I've ran probably over ten kits of rips - does my opinion count? Rips are garbage and I'd never waste my money on them again.

And the blood tests are useless, they know everybody's getting the gh serum test so they put shit in the "gh" that jacks the results through the roof often many times higher than results for similar doses of real pharm gh. Then they post all over the forums how rips are overdosed by 2 or 3 X. LMAO. 

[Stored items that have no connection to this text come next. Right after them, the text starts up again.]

// Technical indicators module
// Index-based windowed indicators over a full price/volume series

pub mod bollinger;
pub mod moving_average;
pub mod rsi;
pub mod volume;

pub use bollinger::{bollinger_bands, calculate_std_dev, Bands};
pub use moving_average::{calculate_ema, calculate_sma};
pub use rsi::calculate_rsi;
pub use volume::calculate_avg_volume;
use super::classifier::{classify, IndicatorValues};
use super::ScanConfig;
use crate::indicators::{
    bollinger_bands, calculate_avg_volume, calculate_ema, calculate_rsi, calculate_sma,
    calculate_std_dev,
};
use crate::models::{Series, SignalRow};
use chrono::{FixedOffset, TimeZone, Utc};

// Display timestamps in Gulf Standard Time, 24-hour clock
const DISPLAY_UTC_OFFSET_HOURS: i32 = 4;

/// Run the indicator engine and classifier across a full series, producing
/// one annotated row per candle.
///
/// A single ascending pass threads the EMA carry from index to index; no
/// state survives the call, so recomputing from scratch each cycle is always
/// valid. An empty series yields an empty row sequence.
pub fn project_rows(symbol: &str, series: &Series, config: &ScanConfig) -> Vec<SignalRow> {
    let closes = &series.close;
    let volumes = &series.volume;

    let mut ema_prev: Option<f64> = None;
    let mut rows = Vec::with_capacity(series.len());

    for i in 0..series.len() {
        let sma = calculate_sma(closes, config.band_period, i);
        let std_dev = calculate_std_dev(closes, config.band_period, i);
        let bands = bollinger_bands(closes, config.band_period, i, config.band_mult);

        let ema = calculate_ema(closes, config.band_period, i, ema_prev);
        if ema.is_some() {
            ema_prev = ema;
        }

        let rsi = calculate_rsi(closes, config.rsi_period, i);
        let avg_volume = calculate_avg_volume(volumes, config.volume_period, i);

        let values = IndicatorValues {
            sma,
            std_dev,
            upper_band: bands.map(|b| b.upper),
            lower_band: bands.map(|b| b.lower),
            ema,
            rsi,
            avg_volume,
        };

        let classification = classify(closes[i], volumes[i], &values, config);

        rows.push(SignalRow {
            symbol: symbol.to_string(),
            time: format_time(series.time[i]),
            close: closes[i],
            volume: volumes[i],
            sma: values.sma,
            std_dev: values.std_dev,
            upper_band: values.upper_band,
            lower_band: values.lower_band,
            ema: values.ema,
            rsi: values.rsi,
            avg_volume: values.avg_volume,
            label: classification.label,
            dist_pct: classification.dist_pct,
            side: classification.side,
        });
    }

    rows
}

fn format_time(epoch_millis: i64) -> String {
    let offset =
        FixedOffset::east_opt(DISPLAY_UTC_OFFSET_HOURS * 3600).expect("constant offset is valid");

    match Utc.timestamp_millis_opt(epoch_millis) {
        chrono::LocalResult::Single(dt) => dt
            .with_timezone(&offset)
            .format("%d/%m/%Y, %H:%M:%S")
            .to_string(),
        _ => epoch_millis.to_string(),
    }
}
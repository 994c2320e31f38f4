/// Calculate Simple Moving Average (SMA) for the trailing window ending at `index`
///
/// Returns `None` until the window is fully populated (`index + 1 < period`).
pub fn calculate_sma(values: &[f64], period: usize, index: usize) -> Option<f64> {
    if index + 1 < period || index >= values.len() {
        return None;
    }

    let window = &values[index + 1 - period..=index];
    Some(window.iter().sum::<f64>() / period as f64)
}

/// Calculate Exponential Moving Average (EMA) at `index`, given the EMA from
/// the previous index.
///
/// Smoothing constant is `k = 2 / (period + 1)`. The first value at the index
/// where the window fills is seeded with the SMA at that index; after that the
/// caller threads `prev_ema` forward across ascending indices. The function
/// itself is stateless per call.
pub fn calculate_ema(
    values: &[f64],
    period: usize,
    index: usize,
    prev_ema: Option<f64>,
) -> Option<f64> {
    if index + 1 < period || index >= values.len() {
        return None;
    }

    let k = 2.0 / (period as f64 + 1.0);

    match prev_ema {
        // Start EMA with SMA for the first full window
        None => calculate_sma(values, period, index),
        Some(prev) => Some(values[index] * k + prev * (1.0 - k)),
    }
}
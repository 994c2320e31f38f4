use bollbot::api::BinanceFuturesClient;
use bollbot::notify::TelegramNotifier;
use bollbot::positions::PositionTracker;
use bollbot::signal::{project_rows, ScanConfig};
use bollbot::store::PairStore;
use bollbot::Result;
use tokio::time::{interval, sleep, Duration};

const PAIRS_DIR: &str = "pairs";
const SCAN_PAUSE_SECS: u64 = 5;
const FLUSH_INTERVAL_SECS: u64 = 5;
const POSITION_POLL_SECS: u64 = 60;

#[tokio::main]
async fn main() -> Result<()> {
    dotenvy::dotenv().ok();
    setup_logging();

    tracing::info!("🚀 Bollbot starting - band scanner + position monitor");

    let bot_token = std::env::var("TELEGRAM_BOT_TOKEN")
        .expect("TELEGRAM_BOT_TOKEN not found in environment");
    let chat_id =
        std::env::var("TELEGRAM_CHAT_ID").expect("TELEGRAM_CHAT_ID not found in environment");
    let binance_api_key = std::env::var("BINANCE_API_KEY").ok();
    let monitor_positions = binance_api_key.is_some();

    let notifier = TelegramNotifier::new(bot_token, chat_id);
    let client = BinanceFuturesClient::new(binance_api_key)?;

    tracing::info!("\n🔄 Spawning independent loops...");

    // Loop 1: scan the full symbol universe, back to back with a short pause
    let scan_task = {
        let client = client.clone();
        let notifier = notifier.clone();
        tokio::spawn(async move {
            scan_loop(client, notifier).await;
        })
    };

    // Loop 2: flush the notification buffer every few seconds
    let flush_task = {
        let notifier = notifier.clone();
        tokio::spawn(async move {
            flush_loop(notifier).await;
        })
    };

    // Loop 3: poll the account position snapshot once a minute
    let position_task = {
        let client = client.clone();
        let notifier = notifier.clone();
        tokio::spawn(async move {
            if monitor_positions {
                position_loop(client, notifier).await;
            } else {
                tracing::warn!("BINANCE_API_KEY not set, position monitoring disabled");
            }
        })
    };

    tracing::info!("✅ All loops spawned");
    tracing::info!("  📊 Scan: continuous, {}s pause between cycles", SCAN_PAUSE_SECS);
    tracing::info!("  📨 Flush: every {}s", FLUSH_INTERVAL_SECS);
    if monitor_positions {
        tracing::info!("  👁  Positions: every {}s", POSITION_POLL_SECS);
    }
    tracing::info!("\nPress Ctrl+C to stop...\n");

    tokio::select! {
        _ = tokio::signal::ctrl_c() => {
            tracing::info!("\n⚠️  Received Ctrl+C, shutting down...");
        }
        result = scan_task => {
            tracing::error!("Scan loop exited: {:?}", result);
        }
        result = flush_task => {
            tracing::error!("Flush loop exited: {:?}", result);
        }
        result = position_task => {
            tracing::error!("Position loop exited: {:?}", result);
        }
    }

    tracing::info!("👋 Bollbot stopped");
    Ok(())
}

fn setup_logging() {
    tracing_subscriber::fmt()
        .with_env_filter(
            tracing_subscriber::EnvFilter::try_from_default_env()
                .unwrap_or_else(|_| "bollbot=info".into()),
        )
        .init();
}

// ============================================================================
// Loops
// ============================================================================

async fn scan_loop(client: BinanceFuturesClient, notifier: TelegramNotifier) {
    let config = ScanConfig::default();
    let store = match PairStore::new(PAIRS_DIR) {
        Ok(store) => store,
        Err(e) => {
            tracing::error!("Cannot create pair store at {}: {}", PAIRS_DIR, e);
            return;
        }
    };

    loop {
        if let Err(e) = run_scan_cycle(&client, &store, &notifier, &config).await {
            tracing::error!("Error in scan cycle: {}", e);
        }
        sleep(Duration::from_secs(SCAN_PAUSE_SECS)).await;
    }
}

/// One full cycle: clear the store, refresh the symbol universe, then fetch,
/// project and classify every symbol. A failing symbol is logged and skipped,
/// never aborting the rest of the cycle.
async fn run_scan_cycle(
    client: &BinanceFuturesClient,
    store: &PairStore,
    notifier: &TelegramNotifier,
    config: &ScanConfig,
) -> Result<()> {
    store.clear()?;

    let symbols = client.fetch_perpetual_symbols().await?;
    let mut flagged = 0usize;

    for symbol in &symbols {
        let series = match client.fetch_klines(symbol).await {
            Ok(series) => series,
            Err(e) => {
                tracing::warn!("Skipping {}: {}", symbol, e);
                continue;
            }
        };

        if let Err(e) = store.save(symbol, &series) {
            tracing::warn!("Failed to cache {}: {}", symbol, e);
            continue;
        }

        // Compute from the cached copy, so the on-disk file is the actual
        // cycle input
        let cached = match store.load(symbol) {
            Ok(cached) => cached,
            Err(e) => {
                tracing::warn!("Failed to read cached {}: {}", symbol, e);
                continue;
            }
        };

        let rows = project_rows(symbol, &cached, config);
        let Some(last) = rows.last() else {
            continue;
        };

        if last.side.is_extreme() {
            flagged += 1;
            tracing::info!(
                "{} {} dist={:.2}% close={:.4}",
                symbol,
                last.label,
                last.dist_pct.unwrap_or(0.0),
                last.close
            );
            notifier.queue_signal(symbol, last).await;
        }
    }

    tracing::info!(
        "Cycle complete: {} symbols scanned, {} flagged",
        symbols.len(),
        flagged
    );
    Ok(())
}

async fn flush_loop(notifier: TelegramNotifier) {
    let mut ticker = interval(Duration::from_secs(FLUSH_INTERVAL_SECS));
    loop {
        ticker.tick().await;
        notifier.flush().await;
    }
}

/// Poll the position snapshot and report lifecycle changes.
///
/// The tracker is owned here, so diff cycles are serialized by construction;
/// its previous-snapshot state never outlives the loop.
async fn position_loop(client: BinanceFuturesClient, notifier: TelegramNotifier) {
    let mut tracker = PositionTracker::new();
    let mut ticker = interval(Duration::from_secs(POSITION_POLL_SECS));

    loop {
        ticker.tick().await;

        let snapshot = match client.fetch_positions().await {
            Ok(snapshot) => snapshot,
            Err(e) => {
                tracing::warn!("Position poll failed: {}", e);
                continue;
            }
        };

        let events = tracker.apply_snapshot(snapshot);
        for event in &events {
            tracing::info!("Position {:?}: {}", event.kind, event.symbol);
            notifier.queue_position_event(event).await;
        }
    }
}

Do your rips come with labels or do you receive the labels separately "for easier customs clearance"? Next time ask for hyge labels and you can switch from rips to hyges and still be running the exact same gh lmao. You're running blue tops bud.

----------


## 38jumper38

After 10 months in rips, the only results I see is on my bank account...............

----------


## kaptainkeezy04

> I've ran probably over ten kits of rips - does my opinion count? Rips are garbage and I'd never waste my money on them again.
> 
> And the blood tests are useless, they know everybody's getting the gh serum test so they put shit in the "gh" that jacks the results through the roof often many times higher than results for similar doses of real pharm gh. Then they post all over the forums how rips are overdosed by 2 or 3 X. LMAO. 
> 
> Do your rips come with labels or do you receive the labels separately "for easier customs clearance"? Next time ask for hyge labels and you can switch from rips to hyges and still be running the exact same gh lmao. You're running blue tops bud.


yes, your opinion counts.

----------


## calstate23

> "i have heard," and "many people believe" sounds like Fox News to me. If you haven't used riptropin or seen powder testing results on the stuff, then I dare say that you keep your uneducated opinion to yourself, because you don't know what you are talking about  Did you forget to say "I have also heard, and many people believe, that riptropins are good to go, and many of their users swear by them!"? The reality is that most people bashing on riptropin are people that have never used it, never had the powder tested at a lab, etc.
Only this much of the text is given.